For they, too, have lost their income from a variety of state lockdown measures to contain the coronavirus. They, too, have been using their home kitchens to sell home-cooked foods, desserts, and beverages online. The last thing they want is to go to jail or pay exorbitant fines for breaking the law.

Business bankruptcy and downsizing during the protracted pandemic and repeated city lockdowns have plunged millions into joblessness. With the closure of food shops and the ban on in-person dining, many have tried to survive the economic crunch by selling home-cooked food online. High demand and low investment costs have led to a proliferation of home-based food businesses and delivery services.

In the orange juice vendor’s case, the excise tax officials made an order online and then arrested the vendor at their house before imposing a huge fine.

Deception aside, do the tax officials have the law on their side? The answer is not clearcut. Without legal clarity, home-based food entrepreneurs are fearful of similar arrests and future business difficulties. The legal ambiguity also invites corruption.

Are online home-based food businesses illegal in Thailand? Under the 1992 Public Health Act, restaurant owners must have permits or certificates of notification to operate their businesses. Food shops and restaurants must also meet official hygiene and sanitation standards. If they do not meet food safety requirements, they face a jail term of between three to six months and a fine of between 10,000-30,000 baht depending on the type and size of their business.

Restaurants with permits and food safety standards can operate online food businesses legally for they are only switching from on-site services to delivering food to customers.

However, there are still no clear-cut laws to regulate online home-based food businesses. The 1992 Public Health Act divides food shops and restaurants into two categories. The first is food businesses operating in privately owned areas. The second is those selling food in public areas such as street vendors.

Although home-based food businesses are operating on privately owned land, the law does not specifically clarify whether the “food-selling location” includes online food businesses without a conventional shop setup.

Besides, the regulations aim to regulate conventional food shops and restaurants for in-house visits only. They then have rules about the shop setup and restroom requirements, for example.

Two problems arise from this lack of legal clarity. Firstly, health hazard risks for consumers. When online food vendors do not have to adhere to hygiene and sanitation standards, consumers suffer. Secondly, there are corruption opportunities. When the law is unclear, corrupt officials can abuse the law to demand tea money.

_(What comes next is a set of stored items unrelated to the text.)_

//! Product layout metadata
//!
//! Each product code maps to a `ProductMetadata` record describing how its
//! pages are laid out on the press sheet: the cell grid, sheet and page
//! sizes, orientations, gaps, and the mark/identifier configuration. The
//! table is supplied by the plant configuration and is read-only during an
//! imposition run.

use crate::constants::*;
use crate::job::JobDescriptor;
use crate::types::*;
use std::collections::HashMap;

/// Crop mark stroke geometry
#[derive(Debug, Clone, Copy, PartialEq)]
#[cfg_attr(feature = "serde", derive(serde::Serialize, serde::Deserialize))]
#[cfg_attr(feature = "serde", serde(default))]
pub struct CropSpec {
    pub line_width: f32,
    /// Length of each mark stroke
    pub length: f32,
    /// Gap between the trim corner and the start of the stroke
    pub start: f32,
    pub bleed: f32,
}

impl Default for CropSpec {
    fn default() -> Self {
        Self {
            line_width: 0.3,
            length: 4.0,
            start: 2.0,
            bleed: BLEED,
        }
    }
}

/// Die-cut media box: content is clipped or centered against this box
/// instead of the page cell.
#[derive(Debug, Clone, Copy, PartialEq)]
#[cfg_attr(feature = "serde", derive(serde::Serialize, serde::Deserialize))]
pub struct MediaBox {
    pub x: f32,
    pub y: f32,
    pub width: f32,
    pub height: f32,
}

/// Where product-level barcodes are sited on cover/card faces
#[derive(Debug, Clone, Copy, PartialEq)]
#[cfg_attr(feature = "serde", derive(serde::Serialize, serde::Deserialize))]
pub struct BarcodeSite {
    /// Which face of the product carries the barcode
    pub face: SheetFace,
    /// Rotate the barcode a quarter turn against the sheet orientation
    #[cfg_attr(feature = "serde", serde(default))]
    pub vertical: bool,
    /// Explicit offset from the page origin, overriding the default siting
    #[cfg_attr(feature = "serde", serde(default))]
    pub pos: Option<(f32, f32)>,
}

/// Which faces carry the publisher logo
#[derive(Debug, Clone, Copy, PartialEq, Default)]
#[cfg_attr(feature = "serde", derive(serde::Serialize, serde::Deserialize))]
#[cfg_attr(feature = "serde", serde(default))]
pub struct LogoSite {
    pub front: bool,
    pub back: bool,
}

/// Which edge of the page box the identifier text hugs
#[derive(Debug, Clone, Copy, PartialEq, Eq, Default)]
#[cfg_attr(feature = "serde", derive(serde::Serialize, serde::Deserialize))]
#[cfg_attr(feature = "serde", serde(rename_all = "lowercase"))]
pub enum IdSide {
    /// Inside the page box along the binding edge
    #[default]
    Binding,
    /// Outside the page box; the layout reserves a wider gap for it
    Outside,
}

/// Orientation of the per-sheet color chart
#[derive(Debug, Clone, Copy, PartialEq, Eq, Default)]
#[cfg_attr(feature = "serde", derive(serde::Serialize, serde::Deserialize))]
#[cfg_attr(feature = "serde", serde(rename_all = "lowercase"))]
pub enum ChartOrientation {
    #[default]
    Vertical,
    Horizontal,
}

/// Layout configuration for one product code.
///
/// Field defaults match the plant configuration fallbacks, so a record only
/// needs the grid, page size, and whatever marks the product uses.
#[derive(Debug, Clone, PartialEq)]
#[cfg_attr(feature = "serde", derive(serde::Serialize, serde::Deserialize))]
#[cfg_attr(feature = "serde", serde(default))]
pub struct ProductMetadata {
    /// Grid rows of pages per sheet
    pub rows: usize,
    /// Grid columns of pages per sheet
    pub cols: usize,
    /// Page cell size (width, height) in points
    pub page_size: (f32, f32),
    /// Press sheet size in points
    pub sheet_size: (f32, f32),
    /// Die-cut media box; also overrides the page cell size when present
    pub media_box: Option<MediaBox>,
    /// Sheet orientation
    pub orientation: Orientation,
    /// Content orientation when it differs from the sheet
    pub content_orientation: Option<Orientation>,
    /// Single-sided product: no duplex parity, no sheet flips
    pub simplex: bool,
    /// Name of the dedicated cover component's metadata entry, when the
    /// cover is imposed separately from the content run
    pub cover: Option<String>,
    /// First copy of each job emits a work-order page
    pub work_order: bool,
    /// Gap between adjacent page cells
    pub gap: f32,
    /// Gap on the identifier axis; defaults from `id_side`
    pub id_gap: Option<f32>,
    /// Use the identifier gap on both axes
    pub spaced: bool,
    pub id_side: IdSide,
    /// Identifier template; `<order_item_id>`, `<page>`, `<pages>`, `<qty>`
    /// and `<cover>` are substituted per page
    pub id_text: Option<String>,
    pub id_size: f32,
    /// Absolute identifier position override
    pub id_pos: Option<(f32, f32)>,
    /// Identifier rotation used with `id_pos`
    pub id_orient: Option<Orientation>,
    pub crop: CropSpec,
    pub no_crops: bool,
    /// Second, expanded crop set drawn this far outside the trim box
    pub pre_trim_crops: Option<(f32, f32)>,
    /// Never mirror duplex backs
    pub no_flip: bool,
    /// Un-flip the trailing logo/barcode page (calendar backs)
    pub no_flip_last: bool,
    /// Odd columns mirror instead of the whole back sheet
    pub reverse_cols: bool,
    /// Product-level barcode siting for cover/card faces
    pub barcode: Option<BarcodeSite>,
    pub barcode_size: f32,
    /// Product-level logo siting
    pub logo: Option<LogoSite>,
    pub logo_version: String,
    /// Separator fill color name
    pub color: String,
    pub no_chart: bool,
    pub chart_orientation: ChartOrientation,
    /// Offset applied to the chart corner position
    pub sheet_offset: Option<(f32, f32)>,
    /// Draw separator backs at exactly the page size
    pub no_extend_separator: bool,
    /// Supported content page-count range for full-content runs
    pub page_bounds: Option<(u32, u32)>,
}

impl Default for ProductMetadata {
    fn default() -> Self {
        Self {
            rows: 1,
            cols: 1,
            page_size: DEFAULT_PAGE_DIMENSIONS,
            sheet_size: (DEFAULT_SHEET_WIDTH, DEFAULT_SHEET_HEIGHT),
            media_box: None,
            orientation: Orientation::North,
            content_orientation: None,
            simplex: false,
            cover: None,
            work_order: false,
            gap: DEFAULT_GAP,
            id_gap: None,
            spaced: false,
            id_side: IdSide::Binding,
            id_text: None,
            id_size: ID_TEXT_SIZE,
            id_pos: None,
            id_orient: None,
            crop: CropSpec::default(),
            no_crops: false,
            pre_trim_crops: None,
            no_flip: false,
            no_flip_last: false,
            reverse_cols: false,
            barcode: None,
            barcode_size: BARCODE_TEXT_SIZE,
            logo: None,
            logo_version: "stacked".to_string(),
            color: "blue".to_string(),
            no_chart: false,
            chart_orientation: ChartOrientation::Vertical,
            sheet_offset: None,
            no_extend_separator: false,
            page_bounds: None,
        }
    }
}

impl ProductMetadata {
    /// Create a record for a rows x cols grid of pages of the given size
    pub fn new(rows: usize, cols: usize, page_size: (f32, f32)) -> Self {
        Self {
            rows,
            cols,
            page_size,
            ..Self::default()
        }
    }

    pub fn duplex(&self) -> bool {
        !self.simplex
    }

    pub fn pages_per_side(&self) -> usize {
        self.rows * self.cols
    }

    /// Effective content orientation before per-job overrides
    pub fn content_orientation(&self) -> Orientation {
        self.content_orientation.unwrap_or(self.orientation)
    }

    pub fn binding_side_id(&self) -> bool {
        self.id_side == IdSide::Binding
    }

    /// Gap on the identifier axis
    pub fn effective_id_gap(&self) -> f32 {
        self.id_gap.unwrap_or(match self.id_side {
            IdSide::Binding => DEFAULT_GAP,
            IdSide::Outside => OUTSIDE_ID_GAP,
        })
    }

    /// Validate the record
    pub fn validate(&self) -> Result<()> {
        if self.rows == 0 || self.cols == 0 {
            return Err(ImposeError::Config(
                "layout grid must have at least one row and column".to_string(),
            ));
        }
        if self.page_size.0 <= 0.0 || self.page_size.1 <= 0.0 {
            return Err(ImposeError::Config("page size must be positive".to_string()));
        }
        if self.sheet_size.0 <= 0.0 || self.sheet_size.1 <= 0.0 {
            return Err(ImposeError::Config(
                "sheet size must be positive".to_string(),
            ));
        }
        if let Some((min, max)) = self.page_bounds {
            if min > max {
                return Err(ImposeError::Config(format!(
                    "page bounds {min}..{max} are inverted"
                )));
            }
        }
        Ok(())
    }
}

/// Registry of product metadata keyed by product code
#[derive(Debug, Clone, Default, PartialEq)]
#[cfg_attr(feature = "serde", derive(serde::Serialize, serde::Deserialize))]
#[cfg_attr(feature = "serde", serde(transparent))]
pub struct MetadataTable {
    entries: HashMap<String, ProductMetadata>,
}

impl MetadataTable {
    pub fn new() -> Self {
        Self::default()
    }

    pub fn insert(&mut self, code: impl Into<String>, metadata: ProductMetadata) {
        self.entries.insert(code.into(), metadata);
    }

    /// Look up a product code. Unknown codes are fatal: without a layout
    /// record nothing about the job can be imposed.
    pub fn get(&self, code: &ProductCode) -> Result<&ProductMetadata> {
        self.entries
            .get(code.as_str())
            .ok_or_else(|| ImposeError::UnknownProduct(code.as_str().to_string()))
    }

    /// Resolve the metadata for a run, inferring the product type from the
    /// first job when no explicit code is given.
    pub fn for_jobs<'a>(
        &'a self,
        jobs: &[JobDescriptor],
        type_code: Option<&ProductCode>,
    ) -> Result<&'a ProductMetadata> {
        let code = match type_code {
            Some(code) => code,
            None => {
                let first = jobs.first().ok_or(ImposeError::NoPages)?;
                if first.code.is_empty() {
                    return Err(ImposeError::Config(
                        "unable to identify product type".to_string(),
                    ));
                }
                &first.code
            }
        };
        self.get(code)
    }

    /// Load a metadata table from a JSON file
    #[cfg(feature = "serde")]
    pub async fn load(path: impl AsRef<std::path::Path>) -> Result<Self> {
        let bytes = tokio::fs::read(path).await?;
        let table: Self = serde_json::from_slice(&bytes)
            .map_err(|e| ImposeError::Config(format!("Failed to parse metadata: {}", e)))?;
        for (code, metadata) in &table.entries {
            metadata
                .validate()
                .map_err(|e| ImposeError::Config(format!("metadata '{}': {}", code, e)))?;
        }
        Ok(table)
    }

    /// Save the metadata table to a JSON file
    #[cfg(feature = "serde")]
    pub async fn save(&self, path: impl AsRef<std::path::Path>) -> Result<()> {
        let json = serde_json::to_string_pretty(self)
            .map_err(|e| ImposeError::Config(format!("Failed to serialize metadata: {}", e)))?;
        tokio::fs::write(path, json).await?;
        Ok(())
    }
}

We can learn from how other countries manage home-based food businesses. The food safety laws in European Union, the United States, and Japan, for example, cover a wide variety of food businesses which include those outside the conventional restaurant setting. Food trucks, street food vendors, and online food businesses from home kitchens must strictly adhere to food safety regulations which emphasise hygiene and sanitation of food, personnel and facilities.

The food safety law specifies different requirements for different types of food business. They may also vary in different jurisdictions. For example, online retail food facilities in Florida are strictly governed by the Cottage Food Operations. Operators who use home kitchens to sell their food must meet food safety standards and provide food labellings on ingredients, allergy cautions, and production facilities for traceability.

In California, however, the Cottage Food Operations make it mandatory for people who use home kitchens to produce food for sale to obtain permits, apart from adhering to food safety standards. The European Union has the same requirement for home kitchen business operators to register with local authorities.

Here, the Public Health Ministry which oversees food businesses must revise the outdated law to cover online home-based food operators. We have two recommendations.

First, the ministerial regulations on food business facilities should be amended to be open to new forms of food businesses. If the Public Health Ministry rules that homemade food businesses should be governed by food business facility regulations, it must create an online system for home kitchen operators to notify local officials and obtain certificates of notification without difficulty.

Secondly, the public health authorities should design a new set of food safety standards for home-based food businesses for better consumer protection.

The state authorities should consider working with food delivery platforms to make it mandatory for online retail food businesses to meet food safety standards. This requirement will further strengthen consumer confidence in homemade food products.

A clear-cut law for home-based food businesses will protect consumers with safer food products from home kitchens. It will also protect operators from corrupt officials. Subsequently, home-based food businesses will become stronger, welcome more operators, and continue to offer new ways for people to survive the current economic crisis.

By Urairat Jantarasiri, researcher at the Thailand Development Research Institute (TDRI). Policy analyses from TDRI appear in the Bangkok Post on alternate Wednesdays.